Jumpy Hands

  • AI
  • Amazon Quick
  • Serverless
2026.06.29 by Stanley Jusuf

Building a Gesture-Controlled Serverless Game on AWS

How we built Jumpy Hands — a browser-based game controlled entirely by hand gestures — using MediaPipe, HTML5 Canvas, and a fully serverless AWS backend.

The Idea

We wanted to build something interactive for an AWS Summit booth — something that would catch people’s attention, get them to stop and play, and showcase the power of serverless AWS services in a tangible way.

The result: **Jumpy Hands**, a Flappy Bird-style game where players use their webcam to control the game character with hand gestures. Open hand to glide, clench a fist to jump. No keyboard, no controller — just your hands.

How it works

Gesture detection

The core interaction relies on **MediaPipe Hands** by Google, running entirely in the browser. Here’s the detection pipeline:

1. The webcam feed is captured at 320×240 resolution (optimized for performance)

2. MediaPipe processes each frame and returns 21 hand landmarks per detected hand

3. Our gesture classifier analyzes the landmarks to determine: **open hand** or **closed fist**

The gesture detection logic is straightforward — we compare fingertip positions against the proximal interphalangeal (PIP) joint positions:

```javascript```
detectGesture(landmarks) {
    const fingerTips = [8, 12, 16, 20];
    const fingerPIPs = [6, 10, 14, 18];

    let curledFingers = 0;
    for (let i = 0; i < fingerTips.length; i++) {
        const tip = landmarks[fingerTips[i]];
        const pip = landmarks[fingerPIPs[i]];
        if (tip.y > pip.y) {
            curledFingers++;
        }
    }

    // Thumb check (different axis)
    const thumbTip = landmarks[4];
    const thumbIP = landmarks[3];
    const indexMCP = landmarks[5];
    if (Math.abs(thumbTip.x - indexMCP.x) < Math.abs(thumbIP.x - indexMCP.x)) {
        curledFingers++;
    }

    return (curledFingers / 5) >= 0.6 ? 'fist' : 'open';
}

If 60% or more of the fingers are curled, we classify it as a fist.
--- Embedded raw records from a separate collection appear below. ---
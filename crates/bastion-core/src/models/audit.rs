//! Audit log domain model.

use std::collections::HashMap;

use chrono::{DateTime, Utc};
use serde::{Deserialize, Serialize};
use uuid::Uuid;

#[derive(Debug, Clone, Copy, Serialize, Deserialize, PartialEq, Eq, Hash)]
pub enum AuditEventType {
    LoginSuccess,
    LoginFailed,
    Logout,
    TokenRefresh,
    PasswordChanged,
    PasswordResetRequested,
    PasswordResetCompleted,
    AccountLocked,
    AccountUnlocked,
    SessionRevoked,
    UserCreated,
    TenantApproved,
    TenantRejected,
}

impl AuditEventType {
    pub const ALL: [AuditEventType; 13] = [
        AuditEventType::LoginSuccess,
        AuditEventType::LoginFailed,
        AuditEventType::Logout,
        AuditEventType::TokenRefresh,
        AuditEventType::PasswordChanged,
        AuditEventType::PasswordResetRequested,
        AuditEventType::PasswordResetCompleted,
        AuditEventType::AccountLocked,
        AuditEventType::AccountUnlocked,
        AuditEventType::SessionRevoked,
        AuditEventType::UserCreated,
        AuditEventType::TenantApproved,
        AuditEventType::TenantRejected,
    ];

    pub fn as_str(&self) -> &'static str {
        match self {
            AuditEventType::LoginSuccess => "LOGIN_SUCCESS",
            AuditEventType::LoginFailed => "LOGIN_FAILED",
            AuditEventType::Logout => "LOGOUT",
            AuditEventType::TokenRefresh => "TOKEN_REFRESH",
            AuditEventType::PasswordChanged => "PASSWORD_CHANGED",
            AuditEventType::PasswordResetRequested => "PASSWORD_RESET_REQUESTED",
            AuditEventType::PasswordResetCompleted => "PASSWORD_RESET_COMPLETED",
            AuditEventType::AccountLocked => "ACCOUNT_LOCKED",
            AuditEventType::AccountUnlocked => "ACCOUNT_UNLOCKED",
            AuditEventType::SessionRevoked => "SESSION_REVOKED",
            AuditEventType::UserCreated => "USER_CREATED",
            AuditEventType::TenantApproved => "TENANT_APPROVED",
            AuditEventType::TenantRejected => "TENANT_REJECTED",
        }
    }

    pub fn parse(s: &str) -> Option<Self> {
        Self::ALL.into_iter().find(|event| event.as_str() == s)
    }
}

#[derive(Debug, Clone, Serialize, Deserialize)]
pub struct AuditLogEntry {
    pub id: Uuid,
    pub event_type: AuditEventType,
    pub user_id: Option<Uuid>,
    /// Tenant of `user_id` at the time of the event.
    pub tenant_id: Option<Uuid>,
    pub ip_address: String,
    pub user_agent: Option<String>,
    pub metadata: serde_json::Value,
    pub created_at: DateTime<Utc>,
}

#[derive(Debug, Clone, Serialize, Deserialize)]
pub struct CreateAuditLogEntry {
    pub event_type: AuditEventType,
    pub user_id: Option<Uuid>,
    pub tenant_id: Option<Uuid>,
    pub ip_address: String,
    pub user_agent: Option<String>,
    pub metadata: Option<serde_json::Value>,
}

/// Aggregates over a time range of the audit log.
#[derive(Debug, Clone, Default, Serialize, Deserialize)]
pub struct AuditStatistics {
    pub events_by_type: HashMap<AuditEventType, u64>,
    pub distinct_users: u64,
    pub distinct_addresses: u64,
}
The fist-to-open transition triggers a jump. This simple threshold approach proved reliable enough for a game setting.

Two-Player Mode

In two-player mode, both players share a single webcam. We detect up to two hands and assign them to players based on their horizontal position in the frame — left half belongs to Player 1, right half to Player 2. The webcam image is mirrored so it feels natural.
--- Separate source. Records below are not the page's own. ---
//! Password reset token model.

use chrono::{DateTime, Utc};
use serde::{Deserialize, Serialize};
use uuid::Uuid;

#[derive(Debug, Clone, Serialize, Deserialize)]
pub struct PasswordResetToken {
    pub id: Uuid,
    pub user_id: Uuid,
    pub email: String,
    /// SHA-256 of the token handed to the user. The raw token is never
    /// stored.
    pub token_hash: String,
    pub expires_at: DateTime<Utc>,
    pub used: bool,
    pub created_at: DateTime<Utc>,
}

#[derive(Debug, Clone, Serialize, Deserialize)]
pub struct CreatePasswordResetToken {
    pub user_id: Uuid,
    pub email: String,
    pub token_hash: String,
    pub expires_at: DateTime<Utc>,
}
Both players get the same pipe sequence (using a seeded random number generator) to keep it fair:

```javascript```
// Simple seeded RNG (mulberry32)
createRNG(seed) {
    return function() {
        let t = seed += 0x6D2B79F5;
        t = Math.imul(t ^ t >>> 15, t | 1);
        t ^= t + Math.imul(t ^ t >>> 7, t | 61);
        return ((t ^ t >>> 14) >>> 0) / 4294967296;
    };
}

Game Rendering

The game itself is rendered on an HTML5 Canvas at 60fps. No game engine — just vanilla JavaScript with a standard game loop:

– Bird physics: gravity + velocity + delta-time normalization

– Pipe spawning: time-interval based, positions generated from the seeded RNG

– Collision detection: axis-aligned bounding box check against pipe gaps

– Visual feedback: the webcam border changes color (red = no hand, green = open, yellow = fist)

The Architecture

The entire backend is serverless. No EC2 instances, no containers — just event-driven functions that scale to zero when idle.

AWS Services Deep Dive

AWS Amplify — Frontend Hosting

The static frontend (HTML, CSS, JS, assets) is hosted on AWS Amplify. It auto-deploys on every git push to main — no manual build/deploy steps. Under the hood, Amplify provisions an S3 bucket and CloudFront CDN distribution, giving us HTTPS (required for webcam access) and global edge delivery.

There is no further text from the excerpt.